Local conflicts end in a one-on-one duel

Locarno, home of the wild and offbeat, was the kickoff spot for this rough Italian noir-western set in the Po Valley of two men who clash. Delta is an earnest semi-documentary actioner, but at times it's messy and silly. Adults giggle, grab, and fall over each other at play. But there is committed acting here and dp Matteo Vieille does a lot to make it real. Maybe the genre and earnest contemporary elements don't clash, though to spin them out fully it's true, as suggested by reviewer Maria Braga, this could work better as a miniseries.

The region as seen here is gray, wet, and an eco-disaster. Big companies have been dumping waste. Big dead fish turn up. Poachers sneak in by night, use electric shock to kill fish. Old photos are all that remains to show a time of locals who legally and properly made a living fishing here and the area was not in turmoil.

A bear of a man called Elia (Alessandro Borghi), always an outsider, now lives with Romanians who poach fish illegally using electric shock. The opening scene is tight on Elia, his broad back wrapped in a striking decorated coat with a picture woven on the back, very alone, rowing in a boat in the tangled briar-infested wetland while a helicopter hovers menacingly overhead looking for poachers like him. He isn't caught, and shock kills dozens of fish: a drone shot looks down on Elia in his boat surrounded by floating dead fish.

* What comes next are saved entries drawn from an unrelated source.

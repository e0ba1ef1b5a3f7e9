//! Sorting primitives for derived list views.

use std::cmp::Ordering;

use serde::{Deserialize, Serialize};

/// Sort direction.
#[derive(Debug, Clone, Copy, PartialEq, Eq, Serialize, Deserialize)]
#[serde(rename_all = "lowercase")]
pub enum SortDirection {
    /// Ascending order.
    Asc,
    /// Descending order.
    Desc,
}

impl Default for SortDirection {
    fn default() -> Self {
        Self::Asc
    }
}

impl SortDirection {
    /// Return the opposite direction.
    pub fn flipped(&self) -> Self {
        match self {
            Self::Asc => Self::Desc,
            Self::Desc => Self::Asc,
        }
    }

    /// Orient an ascending comparison result to this direction.
    pub fn orient(&self, ordering: Ordering) -> Ordering {
        match self {
            Self::Asc => ordering,
            Self::Desc => ordering.reverse(),
        }
    }
}
//! Integration tests for the read-only display widget.

mod helpers;

use std::sync::Arc;

use speakerhub_core::types::{ActivityId, SpeakerId};
use speakerhub_service::{SpeakerWidget, WidgetSelector};

use helpers::{FakeActivities, FakeCollection};

fn widget() -> SpeakerWidget {
    let collection = Arc::new(FakeCollection::seeded(vec![
        helpers::speaker(1, "Ana Silva", "Keynote", Some(7)),
        helpers::speaker(2, "Bruno", "Workshop", Some(8)),
        // Same person attached to a second activity as a separate record.
        helpers::speaker(3, "Ana Silva", "Panel", Some(8)),
        helpers::speaker(4, "Carla", "Closing", None),
    ]));
    let activities = Arc::new(FakeActivities::seeded(vec![
        helpers::activity(7, "Opening day"),
        helpers::activity(8, "Main stage"),
        helpers::activity(9, "Unrelated"),
    ]));
    SpeakerWidget::new(collection, activities)
}

#[tokio::test]
async fn test_id_selector_takes_precedence_over_activity() {
    let widget = widget();
    let selector = WidgetSelector {
        speaker_id: Some(SpeakerId::new(2)),
        activity_id: Some(ActivityId::new(7)),
        ..WidgetSelector::default()
    };
    let speakers = widget.load(&selector).await.expect("load");
    assert_eq!(speakers.len(), 1);
    assert_eq!(speakers[0].name, "Bruno");
}

#[tokio::test]
async fn test_activity_selector_filters_membership() {
    let widget = widget();
    let selector = WidgetSelector {
        activity_id: Some(ActivityId::new(8)),
        ..WidgetSelector::default()
    };
    let speakers = widget.load(&selector).await.expect("load");
    let names: Vec<_> = speakers.iter().map(|s| s.name.clone()).collect();
    assert_eq!(names, ["Bruno", "Ana Silva"]);
}

#[tokio::test]
async fn test_name_query_narrows_case_insensitively() {
    let widget = widget();
    let selector = WidgetSelector {
        name_query: "  ANA ".to_string(),
        ..WidgetSelector::default()
    };
    let speakers = widget.load(&selector).await.expect("load");
    assert_eq!(speakers.len(), 2);
    assert!(speakers.iter().all(|s| s.name == "Ana Silva"));
}

#[tokio::test]
async fn test_empty_selector_returns_everything() {
    let widget = widget();
    let speakers = widget
        .load(&WidgetSelector::default())
        .await
        .expect("load");
    assert_eq!(speakers.len(), 4);
}

#[tokio::test]
async fn test_detail_joins_activities_across_same_name_records() {
    let widget = widget();
    let ana = helpers::speaker(1, "Ana Silva", "Keynote", Some(7));
    let detail = widget.detail(&ana).await.expect("detail");
    let names: Vec<_> = detail.activities.iter().map(|a| a.name.clone()).collect();
    assert_eq!(names, ["Opening day", "Main stage"]);
}

#[tokio::test]
async fn test_detail_for_unattached_speaker_has_no_activities() {
    let widget = widget();
    let carla = helpers::speaker(4, "Carla", "Closing", None);
    let detail = widget.detail(&carla).await.expect("detail");
    assert!(detail.activities.is_empty());
}
//! Integration tests for the HTTP adapters against a mock server.

use serde_json::json;
use wiremock::matchers::{body_json, method, path};
use wiremock::{Mock, MockServer, ResponseTemplate};

use speakerhub_client::{HttpMediaStore, HttpSpeakerCollection, SpeakerCollection};
use speakerhub_core::config::{ApiConfig, MediaConfig};
use speakerhub_core::error::ErrorKind;
use speakerhub_core::traits::MediaStore;
use speakerhub_core::types::{MediaRef, SpeakerId};
use speakerhub_entity::{ImagePatch, NewSpeaker, OrderEntry, SocialLinks, SpeakerPatch};

fn collection_for(server: &MockServer) -> HttpSpeakerCollection {
    let config = ApiConfig {
        base_url: server.uri(),
        timeout_seconds: 5,
    };
    HttpSpeakerCollection::from_config(&config).expect("build collection client")
}

fn draft(name: &str, description: &str) -> NewSpeaker {
    NewSpeaker {
        name: name.to_string(),
        role: String::new(),
        description: description.to_string(),
        activity_id: None,
        links: SocialLinks::default(),
    }
}

fn patch(name: &str, image: ImagePatch) -> SpeakerPatch {
    SpeakerPatch {
        name: name.to_string(),
        role: String::new(),
        description: "Keynote".to_string(),
        activity_id: None,
        links: SocialLinks::default(),
        image,
    }
}

#[tokio::test]
async fn list_accepts_bare_array_and_wrapped_shapes() {
    for body in [
        json!([{"id": 1, "name": "Ana Silva"}]),
        json!({"results": [{"id": 1, "name": "Ana Silva"}]}),
        json!({"items": [{"id": 1, "name": "Ana Silva"}]}),
    ] {
        let server = MockServer::start().await;
        Mock::given(method("GET"))
            .and(path("/speakers/"))
            .respond_with(ResponseTemplate::new(200).set_body_json(body))
            .mount(&server)
            .await;

        let speakers = collection_for(&server).list().await.expect("list speakers");
        assert_eq!(speakers.len(), 1);
        assert_eq!(speakers[0].name, "Ana Silva");
    }
}

#[tokio::test]
async fn list_rejects_unrecognized_shape() {
    let server = MockServer::start().await;
    Mock::given(method("GET"))
        .and(path("/speakers/"))
        .respond_with(ResponseTemplate::new(200).set_body_json(json!({"data": []})))
        .mount(&server)
        .await;

    let err = collection_for(&server).list().await.expect_err("should fail");
    assert_eq!(err.kind, ErrorKind::Malformed);
}

#[tokio::test]
async fn create_sends_nulls_and_no_image_field() {
    let server = MockServer::start().await;
    Mock::given(method("POST"))
        .and(path("/speakers/"))
        .and(body_json(json!({
            "name": "Jane Doe",
            "role": "",
            "description": "Keynote",
            "activity_id": null,
            "linkedin": "https://linkedin.com/in/janedoe",
            "facebook": null,
            "instagram": null,
            "youtube": null
        })))
        .respond_with(ResponseTemplate::new(200).set_body_json(json!({
            "id": 11,
            "name": "Jane Doe",
            "description": "Keynote",
            "image": "slot-11"
        })))
        .expect(1)
        .mount(&server)
        .await;

    let mut draft = draft("Jane Doe", "Keynote");
    draft
        .links
        .set(speakerhub_entity::SocialPlatform::Linkedin, "https://linkedin.com/in/janedoe");

    let created = collection_for(&server).create(&draft).await.expect("create");
    assert_eq!(created.id, SpeakerId::new(11));
    assert_eq!(created.image, Some(MediaRef::new("slot-11")));
}

#[tokio::test]
async fn create_prefers_server_detail_message() {
    let server = MockServer::start().await;
    Mock::given(method("POST"))
        .and(path("/speakers/"))
        .respond_with(
            ResponseTemplate::new(404).set_body_json(json!({"detail": "Activity not found"})),
        )
        .mount(&server)
        .await;

    let err = collection_for(&server)
        .create(&draft("Jane", "Keynote"))
        .await
        .expect_err("should fail");
    assert_eq!(err.kind, ErrorKind::Remote);
    assert_eq!(err.message, "Activity not found");
}

#[tokio::test]
async fn create_falls_back_to_generic_message() {
    let server = MockServer::start().await;
    Mock::given(method("POST"))
        .and(path("/speakers/"))
        .respond_with(ResponseTemplate::new(500))
        .mount(&server)
        .await;

    let err = collection_for(&server)
        .create(&draft("Jane", "Keynote"))
        .await
        .expect_err("should fail");
    assert_eq!(err.message, "Failed to add speaker");
}

#[tokio::test]
async fn update_with_clear_sends_explicit_null_image() {
    let server = MockServer::start().await;
    Mock::given(method("PATCH"))
        .and(path("/speakers/5"))
        .and(body_json(json!({
            "name": "Jane",
            "role": "",
            "description": "Keynote",
            "activity_id": null,
            "linkedin": null,
            "facebook": null,
            "instagram": null,
            "youtube": null,
            "image": null
        })))
        .respond_with(
            ResponseTemplate::new(200)
                .set_body_json(json!({"id": 5, "name": "Jane", "image": null})),
        )
        .expect(1)
        .mount(&server)
        .await;

    let updated = collection_for(&server)
        .update(SpeakerId::new(5), &patch("Jane", ImagePatch::Clear))
        .await
        .expect("update");
    assert_eq!(updated.image, None);
}

#[tokio::test]
async fn update_with_unchanged_omits_image_key() {
    let server = MockServer::start().await;
    Mock::given(method("PATCH"))
        .and(path("/speakers/5"))
        .and(body_json(json!({
            "name": "Jane",
            "role": "",
            "description": "Keynote",
            "activity_id": null,
            "linkedin": null,
            "facebook": null,
            "instagram": null,
            "youtube": null
        })))
        .respond_with(
            ResponseTemplate::new(200)
                .set_body_json(json!({"id": 5, "name": "Jane", "image": "slot-5"})),
        )
        .expect(1)
        .mount(&server)
        .await;

    let updated = collection_for(&server)
        .update(SpeakerId::new(5), &patch("Jane", ImagePatch::Unchanged))
        .await
        .expect("update");
    assert_eq!(updated.image, Some(MediaRef::new("slot-5")));
}

#[tokio::test]
async fn reorder_posts_id_order_pairs() {
    let server = MockServer::start().await;
    Mock::given(method("POST"))
        .and(path("/speakers/reorder"))
        .and(body_json(json!([
            {"id": 2, "order": 0},
            {"id": 1, "order": 1},
            {"id": 3, "order": 2}
        ])))
        .respond_with(ResponseTemplate::new(200))
        .expect(1)
        .mount(&server)
        .await;

    let entries = [
        OrderEntry { id: SpeakerId::new(2), order: 0 },
        OrderEntry { id: SpeakerId::new(1), order: 1 },
        OrderEntry { id: SpeakerId::new(3), order: 2 },
    ];
    collection_for(&server)
        .reorder(&entries)
        .await
        .expect("reorder");
}

#[tokio::test]
async fn delete_hits_record_path() {
    let server = MockServer::start().await;
    Mock::given(method("DELETE"))
        .and(path("/speakers/9"))
        .respond_with(ResponseTemplate::new(200))
        .expect(1)
        .mount(&server)
        .await;

    collection_for(&server)
        .delete(SpeakerId::new(9))
        .await
        .expect("delete");
}

#[tokio::test]
async fn media_upload_selects_verb_by_replace_flag() {
    let server = MockServer::start().await;
    Mock::given(method("PUT"))
        .and(path("/media/slot-1"))
        .respond_with(ResponseTemplate::new(200))
        .expect(1)
        .mount(&server)
        .await;
    Mock::given(method("POST"))
        .and(path("/media/slot-1"))
        .respond_with(ResponseTemplate::new(200))
        .expect(1)
        .mount(&server)
        .await;

    let store = HttpMediaStore::new(&server.uri(), &MediaConfig::default())
        .expect("build media client");
    let slot = MediaRef::new("slot-1");
    store
        .upload(&slot, bytes::Bytes::from_static(b"img"), true)
        .await
        .expect("replace upload");
    store
        .upload(&slot, bytes::Bytes::from_static(b"img"), false)
        .await
        .expect("create upload");
}

#[tokio::test]
async fn media_failed_upload_is_a_media_fault() {
    let server = MockServer::start().await;
    Mock::given(method("PUT"))
        .and(path("/media/slot-1"))
        .respond_with(ResponseTemplate::new(500))
        .mount(&server)
        .await;

    let store = HttpMediaStore::new(&server.uri(), &MediaConfig::default())
        .expect("build media client");
    let err = store
        .upload(&MediaRef::new("slot-1"), bytes::Bytes::from_static(b"img"), true)
        .await
        .expect_err("should fail");
    assert_eq!(err.kind, ErrorKind::Media);
}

Osso (Luigi Lo Cascio, who has an interesting haggard boy look now) is an ardent local environmentalist and great stickler for hands-off, restrained enforcement of regulations. But things turn personal for him when it develops that his ex-girlfriend Anna (Emilia Scarpati Fanetti) is now connected to none other than Elia. But Osso is also in conflict with locals (and perhaps the carabinieri) who warn him his concern with the chemical waste is out of date, the bigger problem now is the foreigners. (Are they Romanians?) indeed, in this physically and emotionally violent melodrama, they defend their forest-wetland lair as their private domain, violently.

All these geopolitical and sociological conflicts fade into the background when the second half of the film turns into a desperate one-on-one struggle between Elia, fleeing carabinieri and people, and Osso, who tracks him down to avenge a terrible wrong done to him. It's off and on, sometimes over the top, but magnificent use is made of the rich foggy, soggy settings of river, wetland, and bramble. Vanucci deserves credit for his vivid use of the Po setting.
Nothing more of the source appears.